§ **Data for this task**
+ + + + +
use axum::http::StatusCode;
use thiserror::Error;

#[derive(Debug, Error)]
pub enum StorageError {
    #[error("storage is unavailable in this context")]
    Unavailable,
    #[error("storage i/o failed: {0}")]
    Io(#[from] std::io::Error),
}

#[derive(Debug, Error)]
pub enum LedgerError {
    #[error(transparent)]
    Storage(#[from] StorageError),
    #[error("failed to encode visit ledger: {0}")]
    Encode(#[from] serde_json::Error),
}

#[derive(Debug)]
pub struct AppError {
    pub status: StatusCode,
    pub message: String,
}

impl AppError {
    pub fn bad_request(message: impl Into<String>) -> Self {
        Self {
            status: StatusCode::BAD_REQUEST,
            message: message.into(),
        }
    }

    pub fn internal(err: impl std::error::Error) -> Self {
        Self {
            status: StatusCode::INTERNAL_SERVER_ERROR,
            message: err.to_string(),
        }
    }
}

impl From<LedgerError> for AppError {
    fn from(err: LedgerError) -> Self {
        Self::internal(err)
    }
}

impl axum::response::IntoResponse for AppError {
    fn into_response(self) -> axum::response::Response {
        (self.status, self.message).into_response()
    }
}
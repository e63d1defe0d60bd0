use serde::{Deserialize, Serialize};

use crate::models::{Anchor, Candidate, GuideRegion, Rect};

/// Where valid detections must lie
#[derive(Debug, Clone, PartialEq, Default, Serialize, Deserialize)]
#[serde(tag = "kind", rename_all = "snake_case")]
pub enum GuideLayout {
    /// The whole frame is a single guide
    #[default]
    None,
    /// Four boxes in the frame corners, each `area_ratio` of the frame size;
    /// the bottom pair is lifted by `vertical_offset` of the frame height.
    Corners { area_ratio: f32, vertical_offset: f32 },
    /// Explicit regions in frame pixel coordinates
    Custom { regions: Vec<GuideRegion> },
}

impl GuideLayout {
    /// Corner-marker layout used by the marker scanner screen
    pub fn corners() -> Self {
        Self::Corners {
            area_ratio: 0.2,
            vertical_offset: 0.15,
        }
    }

    /// Guide regions for a frame of the given size; empty for [`GuideLayout::None`]
    pub fn regions(&self, width: u32, height: u32) -> Vec<GuideRegion> {
        match self {
            Self::None => Vec::new(),
            Self::Custom { regions } => regions.clone(),
            Self::Corners {
                area_ratio,
                vertical_offset,
            } => {
                let (w, h) = (width as f32, height as f32);
                let guide_w = w * area_ratio;
                let guide_h = h * area_ratio;
                let bottom_y = (h - guide_h - h * vertical_offset).max(0.0);
                vec![
                    GuideRegion::new("top-left", Rect::new(0.0, 0.0, guide_w, guide_h), Anchor::TopLeft),
                    GuideRegion::new(
                        "top-right",
                        Rect::new(w - guide_w, 0.0, guide_w, guide_h),
                        Anchor::TopRight,
                    ),
                    GuideRegion::new(
                        "bottom-left",
                        Rect::new(0.0, bottom_y, guide_w, guide_h),
                        Anchor::BottomLeft,
                    ),
                    GuideRegion::new(
                        "bottom-right",
                        Rect::new(w - guide_w, bottom_y, guide_w, guide_h),
                        Anchor::BottomRight,
                    ),
                ]
            }
        }
    }
}

/// Rule deciding whether a candidate belongs to a guide region
#[derive(Debug, Clone, Copy, PartialEq, Eq, Default, Serialize, Deserialize)]
#[serde(rename_all = "snake_case")]
pub enum GuideAssignment {
    /// The candidate's bounding-box center lies inside the guide
    #[default]
    Centroid,
    /// The candidate's bounding box lies fully inside the guide
    Contained,
}

impl GuideAssignment {
    pub fn accepts(&self, guide: &Rect, candidate: &Rect) -> bool {
        match self {
            Self::Centroid => guide.contains_point(&candidate.center()),
            Self::Contained => guide.contains_rect(candidate),
        }
    }
}

/// Largest candidate by bounding-box area; on ties the earliest one wins
pub fn largest<'a, I>(candidates: I) -> Option<&'a Candidate>
where
    I: IntoIterator<Item = &'a Candidate>,
{
    let mut best: Option<&Candidate> = None;
    for candidate in candidates {
        if best.is_none_or(|b| candidate.rect.area() > b.rect.area()) {
            best = Some(candidate);
        }
    }
    best
}

/// Pick the largest accepted candidate for every guide, in guide order
pub fn assign_to_guides(
    candidates: &[Candidate],
    guides: &[GuideRegion],
    assignment: GuideAssignment,
) -> Vec<Option<Candidate>> {
    guides
        .iter()
        .map(|guide| {
            largest(
                candidates
                    .iter()
                    .filter(|c| assignment.accepts(&guide.bounds, &c.rect)),
            )
            .cloned()
        })
        .collect()
}
use std::time::Duration;

use image::{DynamicImage, GenericImageView, RgbaImage};
use serde::{Deserialize, Serialize};

use crate::error::{Result, ScanError};

/// A point in frame pixel coordinates
#[derive(Debug, Clone, Copy, PartialEq, Default, Serialize, Deserialize)]
pub struct Point {
    pub x: f32,
    pub y: f32,
}

impl Point {
    pub fn new(x: f32, y: f32) -> Self {
        Self { x, y }
    }

    pub fn distance(&self, other: &Point) -> f32 {
        (self.x - other.x).hypot(self.y - other.y)
    }
}

/// Which corner of a rectangle to pick
#[derive(Debug, Clone, Copy, PartialEq, Eq, Serialize, Deserialize)]
#[serde(rename_all = "snake_case")]
pub enum Anchor {
    TopLeft,
    TopRight,
    BottomLeft,
    BottomRight,
    Center,
}

/// Axis-aligned rectangle in frame pixel coordinates
#[derive(Debug, Clone, Copy, PartialEq, Default, Serialize, Deserialize)]
pub struct Rect {
    pub x: f32,
    pub y: f32,
    pub width: f32,
    pub height: f32,
}

impl Rect {
    /// Negative dimensions are clamped to zero
    pub fn new(x: f32, y: f32, width: f32, height: f32) -> Self {
        Self {
            x,
            y,
            width: width.max(0.0),
            height: height.max(0.0),
        }
    }

    pub fn right(&self) -> f32 {
        self.x + self.width
    }

    pub fn bottom(&self) -> f32 {
        self.y + self.height
    }

    pub fn area(&self) -> f32 {
        self.width * self.height
    }

    pub fn center(&self) -> Point {
        Point::new(self.x + self.width / 2.0, self.y + self.height / 2.0)
    }

    pub fn aspect_ratio(&self) -> f32 {
        if self.height == 0.0 {
            return 0.0;
        }
        self.width / self.height
    }

    /// Inclusive on all four edges
    pub fn contains_point(&self, p: &Point) -> bool {
        p.x >= self.x && p.x <= self.right() && p.y >= self.y && p.y <= self.bottom()
    }

    pub fn contains_rect(&self, other: &Rect) -> bool {
        other.x >= self.x
            && other.y >= self.y
            && other.right() <= self.right()
            && other.bottom() <= self.bottom()
    }

    /// Exponential smoothing towards `target`: `alpha * target + (1 - alpha) * self`
    pub fn lerp(&self, target: &Rect, alpha: f32) -> Rect {
        let mix = |old: f32, new: f32| alpha * new + (1.0 - alpha) * old;
        Rect {
            x: mix(self.x, target.x),
            y: mix(self.y, target.y),
            width: mix(self.width, target.width),
            height: mix(self.height, target.height),
        }
    }

    pub fn corner(&self, anchor: Anchor) -> Point {
        match anchor {
            Anchor::TopLeft => Point::new(self.x, self.y),
            Anchor::TopRight => Point::new(self.right(), self.y),
            Anchor::BottomLeft => Point::new(self.x, self.bottom()),
            Anchor::BottomRight => Point::new(self.right(), self.bottom()),
            Anchor::Center => self.center(),
        }
    }
}

/// Four points, canonically ordered [top-left, top-right, bottom-left, bottom-right]
/// once they have been through [`crate::corners::order_corners`].
#[derive(Debug, Clone, Copy, PartialEq, Serialize, Deserialize)]
pub struct Quad {
    pub points: [Point; 4],
}

impl Quad {
    pub fn new(points: [Point; 4]) -> Self {
        Self { points }
    }

    pub fn top_left(&self) -> Point {
        self.points[0]
    }

    pub fn top_right(&self) -> Point {
        self.points[1]
    }

    pub fn bottom_left(&self) -> Point {
        self.points[2]
    }

    pub fn bottom_right(&self) -> Point {
        self.points[3]
    }

    /// Check that the four points can form a convex, simple quadrilateral:
    /// all distinct, no three collinear, and none inside the triangle of the other three.
    pub fn validate(&self) -> Result<()> {
        let pts = &self.points;
        for i in 0..4 {
            for j in (i + 1)..4 {
                if pts[i].distance(&pts[j]) < 1e-3 {
                    return Err(ScanError::MalformedQuad(format!(
                        "corners {} and {} coincide at ({:.1}, {:.1})",
                        i, j, pts[i].x, pts[i].y
                    )));
                }
            }
        }

        for (a, b, c) in [(0, 1, 2), (0, 1, 3), (0, 2, 3), (1, 2, 3)] {
            if nearly_collinear(&pts[a], &pts[b], &pts[c]) {
                return Err(ScanError::MalformedQuad(format!(
                    "corners {}, {} and {} are collinear",
                    a, b, c
                )));
            }
        }

        for i in 0..4 {
            let others: Vec<Point> = (0..4).filter(|&j| j != i).map(|j| pts[j]).collect();
            if inside_triangle(&pts[i], &others[0], &others[1], &others[2]) {
                return Err(ScanError::MalformedQuad(format!(
                    "corner {} lies inside the other three, quad is not convex",
                    i
                )));
            }
        }

        Ok(())
    }
}

fn cross(o: &Point, a: &Point, b: &Point) -> f32 {
    (a.x - o.x) * (b.y - o.y) - (a.y - o.y) * (b.x - o.x)
}

fn nearly_collinear(a: &Point, b: &Point, c: &Point) -> bool {
    let scale = a.distance(b) * a.distance(c);
    cross(a, b, c).abs() <= 1e-4 * scale
}

fn inside_triangle(p: &Point, a: &Point, b: &Point, c: &Point) -> bool {
    let d1 = cross(a, b, p);
    let d2 = cross(b, c, p);
    let d3 = cross(c, a, p);
    let has_neg = d1 < 0.0 || d2 < 0.0 || d3 < 0.0;
    let has_pos = d1 > 0.0 || d2 > 0.0 || d3 > 0.0;
    !(has_neg && has_pos)
}

/// A named region of the frame a detection must fall into
#[derive(Debug, Clone, PartialEq, Serialize, Deserialize)]
pub struct GuideRegion {
    pub name: String,
    pub bounds: Rect,
    /// Corner of a marker found in this region that becomes a document corner
    pub anchor: Anchor,
}

impl GuideRegion {
    pub fn new(name: impl Into<String>, bounds: Rect, anchor: Anchor) -> Self {
        Self {
            name: name.into(),
            bounds,
            anchor,
        }
    }
}

/// A single camera frame
#[derive(Debug, Clone)]
pub struct Frame {
    pub image: DynamicImage,
    /// Capture time relative to the start of the stream
    pub timestamp: Duration,
}

impl Frame {
    pub fn new(image: DynamicImage, timestamp: Duration) -> Self {
        Self { image, timestamp }
    }

    /// Wrap a raw RGBA buffer as delivered by a camera or canvas
    pub fn from_rgba(width: u32, height: u32, data: Vec<u8>, timestamp: Duration) -> Result<Self> {
        let buffer = RgbaImage::from_raw(width, height, data).ok_or_else(|| {
            ScanError::InputUnavailable(format!(
                "RGBA buffer does not match {}x{} frame",
                width, height
            ))
        })?;
        Ok(Self::new(DynamicImage::ImageRgba8(buffer), timestamp))
    }

    pub fn width(&self) -> u32 {
        self.image.width()
    }

    pub fn height(&self) -> u32 {
        self.image.height()
    }

    pub fn dimensions(&self) -> (u32, u32) {
        self.image.dimensions()
    }

    pub fn is_empty(&self) -> bool {
        self.width() == 0 || self.height() == 0
    }
}

/// A quadrilateral found by the detector
#[derive(Debug, Clone, PartialEq)]
pub struct Candidate {
    /// Bounding box of the corner points
    pub rect: Rect,
    /// Corner points in contour order (not canonically ordered)
    pub corners: [Point; 4],
    /// Polygon area of the corners
    pub area: f32,
    /// Mean grayscale intensity inside `rect`, when sampled
    pub mean_intensity: Option<f32>,
}

impl Candidate {
    pub fn quad(&self) -> Quad {
        Quad::new(self.corners)
    }
}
+ + + + +
§ **Task instructions**
All lines of the material that contain the word "best" should be listed.

§ **Problem solution**
    let mut best: Option<&Candidate> = None;
        if best.is_none_or(|b| candidate.rect.area() > b.rect.area()) {
            best = Some(candidate);
    best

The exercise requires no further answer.